# Calculus: Change the Cartesian Integral into an Equivalent Polar Integral

**Change the Cartesian Integral into an equivalent polar integral then evaluate the polar integral.**

Given Cartesian Integral: ∫0-1∫0-sqrt(1-y^2) (x^2 + y^2) dxdy

Start by substituting x = rcosΘ and y = rsinΘ

Now find the polar limits of integration for the boundary of R (the area we’re trying to evaluate). Start by sketching the region R and the bounding curve.

Find the R limits by drawing an imaginary ray from the origin through R. Where the ray first enters R is the lower boundary and where the ray leaves R is the upper boundary.

Theta is found as the largest and smallest angle between the imaginary ray and the x-axis that the ray must make to encompass the entirety of region R.

Now replace dxdy with r drdΘ. Note that this extra r will be multiplied by the original equation.

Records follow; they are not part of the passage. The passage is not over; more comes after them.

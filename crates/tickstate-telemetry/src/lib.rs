//! # tickstate-telemetry
//!
//! Structured logging via `tracing` plus in-memory rebuild metrics.
//!
//! - [`init_telemetry`] installs the global subscriber (compact text or JSON)
//! - [`MetricsRecorder`] keeps per-family rebuild counters and timing histograms
//! - [`capture_logs`] captures events in tests

#![deny(unsafe_code)]

mod capture;
mod metrics;

pub use capture::{CapturedEvent, CapturedLogs, capture_logs};
pub use metrics::{HistogramSummary, MetricsRecorder};

use std::str::FromStr;
use std::sync::Arc;

use parking_lot::RwLock;
use tickstate_settings::LoggingSettings;
use tracing::Level;
use tracing_subscriber::EnvFilter;
use tracing_subscriber::layer::SubscriberExt;
use tracing_subscriber::util::SubscriberInitExt;

/// Configuration for the telemetry subsystem.
#[derive(Clone, Debug)]
pub struct TelemetryConfig {
    /// Default log level. Overridden by `RUST_LOG` when set.
    pub log_level: Level,
    /// Per-module level overrides (e.g. `tickstate_cache::world` => DEBUG).
    pub module_levels: Vec<(String, Level)>,
    /// Emit JSON lines instead of compact text.
    pub json: bool,
}

impl Default for TelemetryConfig {
    fn default() -> Self {
        Self {
            log_level: Level::INFO,
            module_levels: Vec::new(),
            json: false,
        }
    }
}

impl TelemetryConfig {
    /// Build from the logging section of the settings file.
    ///
    /// An unparseable level falls back to `INFO`.
    #[must_use]
    pub fn from_settings(settings: &LoggingSettings) -> Self {
        Self {
            log_level: Level::from_str(&settings.level).unwrap_or(Level::INFO),
            module_levels: Vec::new(),
            json: settings.json,
        }
    }

    /// The `EnvFilter` directive string this config describes.
    #[must_use]
    pub fn filter_directive(&self) -> String {
        let mut filter = self.log_level.to_string().to_lowercase();
        for (module, level) in &self.module_levels {
            filter.push(',');
            filter.push_str(module);
            filter.push('=');
            filter.push_str(&level.to_string().to_lowercase());
        }
        filter
    }
}

/// Handle returned by [`init_telemetry`].
pub struct TelemetryGuard {
    installed: bool,
    level_filter: Arc<RwLock<Vec<(String, Level)>>>,
}

impl TelemetryGuard {
    /// Whether this call installed the global subscriber (false if one existed).
    pub fn installed(&self) -> bool {
        self.installed
    }

    /// Record a per-module level override.
    ///
    /// Takes effect for subscribers built from [`Self::module_levels`].
    pub fn set_module_level(&self, module: &str, level: Level) {
        let mut levels = self.level_filter.write();
        if let Some(entry) = levels.iter_mut().find(|(m, _)| m == module) {
            entry.1 = level;
        } else {
            levels.push((module.to_string(), level));
        }
    }

    /// Current per-module log level overrides.
    pub fn module_levels(&self) -> Vec<(String, Level)> {
        self.level_filter.read().clone()
    }
}

/// Install the global tracing subscriber. Subsequent calls are no-ops.
pub fn init_telemetry(config: &TelemetryConfig) -> TelemetryGuard {
    let level_filter = Arc::new(RwLock::new(config.module_levels.clone()));
    let env_filter = EnvFilter::try_from_default_env()
        .unwrap_or_else(|_| EnvFilter::new(config.filter_directive()));

    let installed = if config.json {
        let fmt_layer = tracing_subscriber::fmt::layer()
            .json()
            .with_target(true)
            .with_writer(std::io::stderr);
        tracing_subscriber::registry()
            .with(env_filter)
            .with(fmt_layer)
            .try_init()
            .is_ok()
    } else {
        let fmt_layer = tracing_subscriber::fmt::layer()
            .compact()
            .with_target(true)
            .with_writer(std::io::stderr);
        tracing_subscriber::registry()
            .with(env_filter)
            .with(fmt_layer)
            .try_init()
            .is_ok()
    };

    TelemetryGuard {
        installed,
        level_filter,
    }
}

// ─────────────────────────────────────────────────────────────────────────────
// Tests
// ─────────────────────────────────────────────────────────────────────────────

#[cfg(test)]
mod tests {
    use super::*;

    #[test]
    fn filter_directive_includes_modules() {
        let config = TelemetryConfig {
            log_level: Level::WARN,
            module_levels: vec![("tickstate_cache::world".into(), Level::DEBUG)],
            json: false,
        };
        assert_eq!(config.filter_directive(), "warn,tickstate_cache::world=debug");
    }

    #[test]
    fn from_settings_parses_level() {
        let settings = LoggingSettings {
            level: "debug".into(),
            json: true,
        };
        let config = TelemetryConfig::from_settings(&settings);
        assert_eq!(config.log_level, Level::DEBUG);
        assert!(config.json);
    }

    #[test]
    fn from_settings_bad_level_falls_back() {
        let settings = LoggingSettings {
            level: "chatty".into(),
            json: false,
        };
        assert_eq!(TelemetryConfig::from_settings(&settings).log_level, Level::INFO);
    }

    #[test]
    fn second_init_is_noop() {
        let _first = init_telemetry(&TelemetryConfig::default());
        let second = init_telemetry(&TelemetryConfig::default());
        assert!(!second.installed());
    }

    #[test]
    fn guard_module_levels() {
        let guard = init_telemetry(&TelemetryConfig::default());
        guard.set_module_level("tickstate_cache", Level::TRACE);
        guard.set_module_level("tickstate_cache", Level::DEBUG);
        assert_eq!(
            guard.module_levels(),
            vec![("tickstate_cache".to_string(), Level::DEBUG)]
        );
    }
}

So, with 0 <= Θ <= pi/2 and 0<= r <= 1, we get the polar integral

∫0-pi/2∫0-1 ( (rcosΘ)^2 + (rsinΘ)^2 ) * r drdΘ

Simplifying this using the trigonometric identity sin(x)^2 + cos(x)^2 = 1, we get:

**Integral in Polar Form: **∫0-pi/2 ∫0-1 r^3 drdΘ

Evaluate the integral as follows:

∫0-pi/2 ( r^4)/4 |0-1 dΘ

∫0-pi/2 1/4 dΘ -> Θ/4 |0 – pi/2 = pi/8

**Answer: pi/8**